Racial interaction grows in the US
Despite the contact, though, new survey shows perceptions of discrimination rise.
For all of America's racial problems, it appears the melting-pot concept still lives.
At work, in their neighborhoods, and at school, Americans of different races are having more contact with one another, according to a major poll on discrimination released yesterday. That interaction, in turn, is generating greater feelings of closeness among ethnic groups.
Yet racial hatred and prejudice appear to be an inextricable ingredient in the pot. Americans now believe homosexuals to be the group most discriminated against in the country, though blacks still lead all groups in terms of the number of direct experiences with discrimination.
While the trend of increased contact - even friendship - among groups is moving us forward, "we are still a society that has a mindset toward discrimination," says Sanford Cloud, president of the National Conference for Community and Justice, which commissioned the survey along with the Bank of America.

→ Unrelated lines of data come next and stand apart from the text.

//! # Windows Computers
//!
//! The one computer type shipped with the engine. All of its behaviour
//! beyond the tables below lives in [`crate::computer`].

use crate::computer::{self, ALIAS, DHCP, FORWARD, REVERSE};
use crate::directory::Attributes;
use crate::layout::{Group, Tab};
use crate::mapping::Mapping;
use crate::module::{has_object_classes, ObjectKind, ObjectType, Operations};
use crate::options::ObjectOption;
use crate::property::{DefaultValue, PropertyDescriptor};
use crate::syntax::Syntax;

static PROPERTIES: &[PropertyDescriptor] = &[
    PropertyDescriptor::new("name", "Computer name", Syntax::HostName)
        .identifies()
        .required(),
    PropertyDescriptor::new("description", "Description", Syntax::String).readonly_when_synced(),
    PropertyDescriptor::new("operatingSystem", "Operating system", Syntax::String)
        .readonly_when_synced(),
    PropertyDescriptor::new("operatingSystemVersion", "Operating system version", Syntax::String)
        .readonly_when_synced(),
    PropertyDescriptor::new("domain", "Domain", Syntax::DnsName),
    PropertyDescriptor::new("mac", "MAC address", Syntax::MacAddress).multivalue(),
    PropertyDescriptor::new("ip", "IP address", Syntax::IpAddress).multivalue(),
    PropertyDescriptor::new("inventoryNumber", "Inventory number", Syntax::String).multivalue(),
    PropertyDescriptor::new(FORWARD, "DNS forward lookup zone", Syntax::DnsEntry).multivalue(),
    PropertyDescriptor::new(REVERSE, "DNS reverse lookup zone", Syntax::DnsEntry).multivalue(),
    PropertyDescriptor::new(ALIAS, "DNS alias", Syntax::DnsAliasEntry).multivalue(),
    PropertyDescriptor::new(DHCP, "DHCP service", Syntax::DhcpEntry).multivalue(),
    PropertyDescriptor::new("groups", "Groups", Syntax::GroupDn).multivalue(),
    PropertyDescriptor::new("primaryGroup", "Primary group", Syntax::GroupDn)
        .required()
        .options(&["posix"])
        .default(DefaultValue::Computed(computer::default_primary_group)),
    PropertyDescriptor::new("unixhome", "Unix home directory", Syntax::AbsolutePath)
        .required()
        .options(&["posix"])
        .default(DefaultValue::Text("/dev/null")),
    PropertyDescriptor::new("shell", "Login shell", Syntax::String)
        .options(&["posix"])
        .default(DefaultValue::Text("/bin/false")),
    PropertyDescriptor::new("fqdn", "Fully qualified domain name", Syntax::DnsName)
        .read_only()
        .default(DefaultValue::Computed(computer::fqdn)),
    PropertyDescriptor::new("serverRole", "System role", Syntax::String).multivalue(),
];

static OPTIONS: &[ObjectOption] = &[
    ObjectOption::new("posix", "Posix account", &["posixAccount", "shadowAccount"])
        .enabled_by_default(),
    ObjectOption::new("samba", "Samba account", &["sambaSamAccount"]).enabled_by_default(),
    ObjectOption::new("kerberos", "Kerberos principal", &["krb5Principal", "krb5KDCEntry"])
        .enabled_by_default(),
];

static LAYOUT: &[Tab] = &[
    Tab::new(
        "General",
        "Basic settings",
        &[
            Group::new("Computer account", &[&["name", "description"], &["operatingSystem", "operatingSystemVersion"], &["inventoryNumber"]]),
            Group::new("Network settings", &[&["mac", "ip"], &["domain"]]),
            Group::new("DNS", &[&[FORWARD], &[REVERSE], &[ALIAS]]),
            Group::new("DHCP", &[&[DHCP]]),
        ],
    ),
    Tab::new(
        "Account",
        "Unix and group settings",
        &[
            Group::new("Groups", &[&["primaryGroup"], &["groups"]]),
            Group::new("Unix account", &[&["unixhome", "shell"]]),
        ],
    )
    .advanced(),
];

fn identify(_dn: &str, attrs: &Attributes) -> bool {
    has_object_classes(attrs, &["univentionHost", "univentionWindows"])
}

pub fn windows() -> ObjectType {
    let mapping = Mapping::new()
        .with("name", "cn", None, None)
        .with("description", "description", None, None)
        .with("operatingSystem", "univentionOperatingSystem", None, None)
        .with("operatingSystemVersion", "univentionOperatingSystemVersion", None, None)
        .with("domain", "associatedDomain", None, None)
        .with("mac", "macAddress", None, None)
        .with("inventoryNumber", "univentionInventoryNumber", None, None)
        .with("unixhome", "homeDirectory", None, None)
        .with("shell", "loginShell", None, None)
        .with("serverRole", "univentionServerRole", None, None);
    ObjectType::new("computers/windows", "Computer: Windows", PROPERTIES, mapping, identify)
        .kind(ObjectKind::Computer)
        .options(OPTIONS)
        .layout(LAYOUT)
        .object_classes(&["top", "person", "univentionHost", "univentionWindows"])
        .operations(Operations::ALL.without_subtree_move())
        .default_containers(&["cn=computers"])
}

The survey of more than 2,500 Americans is one of the broadest undertaken on this subject, and measures attitudes toward race, the elderly, poor people, homosexuals, and people of different religions. Several parts can be compared to a sweeping 1993 survey, including contact between races.
Over the past seven years, the country's different races have had more interaction with one another in the workplace, in schools and in their communities. The increased contact is partly a result of more integrated workplaces, but also because Americans are consciously reaching across ethnic lines.
"More and more people are making an effort to get to know people who are different," says Mr. Cloud. "This leads to more understanding of people's experiences, and it leads to respect."
In 1993, 67 percent of blacks said they had contact with other ethnic groups - now 82 percent say they do. The jump is also considerable for Hispanics, from 51 percent seven years ago to 66 percent today. The increase is up moderately for whites (from 81 to 87 percent) and only slightly for Asians (from 49 to 52 percent).
As contact increases, feelings of closeness among groups go up - but so does the perception that discrimination exists and that minority groups lack influence. Indeed, the survey found that Americans believe racial and religious tension is on the rise - a belief which may be born of greater awareness.
Whether in neighborhoods, relations with the police, at work, or in schools, fewer Americans were able to say there were no problems regarding intergroup tension. For instance, in 1993, 76 percent of those surveyed said there were no tensions in their neighborhoods, but only 62 percent say that today.
This year's survey measures experiences with prejudice for the first time, and the results show that, of all minority groups, blacks experience it most often.
Forty-two percent of blacks said they were discriminated against once during the past month , and 12 percent said it happened two or more times.
Asians rank second, with 31 percent saying they faced discrimination once in the past 30 days and 16 percent of Hispanics saying the same. Only 13 percent of whites said they experienced discrimination.
For minorities, shopping is where unfair treatment most frequently occurs. They complain of being followed around suspiciously or not being able to get the attention of sales clerks. For Asians, the No. 1 place of unfair treatment is restaurants.
Despite the influx of Hispanics in this country, the greatest polarization still exists between whites and blacks. The two races typically have opposing views on government, levels of discrimination, and equal opportunity. Interestingly, whites see themselves getting along best with Asians, while blacks say they have the best relations with Hispanics.
Among other findings is that people are least familiar with different religious groups. Most non-Muslims, for instance, simply don't know Muslims, and so they haven't formed opinions about them. Also, the poor and those unable to read are seen as facing a high level of discrimination.
Jack Levin, director of the Brudnick Center on Conflict and Violence, says that most people are simply not prepared to deal with differences. "Most people grow up in heterogenous neighborhoods, and go to school with people like themselves. It's hard to understand other people when you're in contact with people who are rubber stamps of yourself." Which is why activists such as Cloud urge more contact between different groups - especially when it's facilitated by moral figures such as religious leaders.
But while the contact is definitely a positive measure, "that alone doesn't stop bigotry," says Chip Berlet, who studies hate crimes at Political Research Associates in Somerville, Mass.
It's partly offset, he says, by an increased use of scapegoating by "mainstream politicians" and campaigns to portray blacks and others as demanding special rights "when they're demanding equal rights."
*Neil Irwin contributed to this report.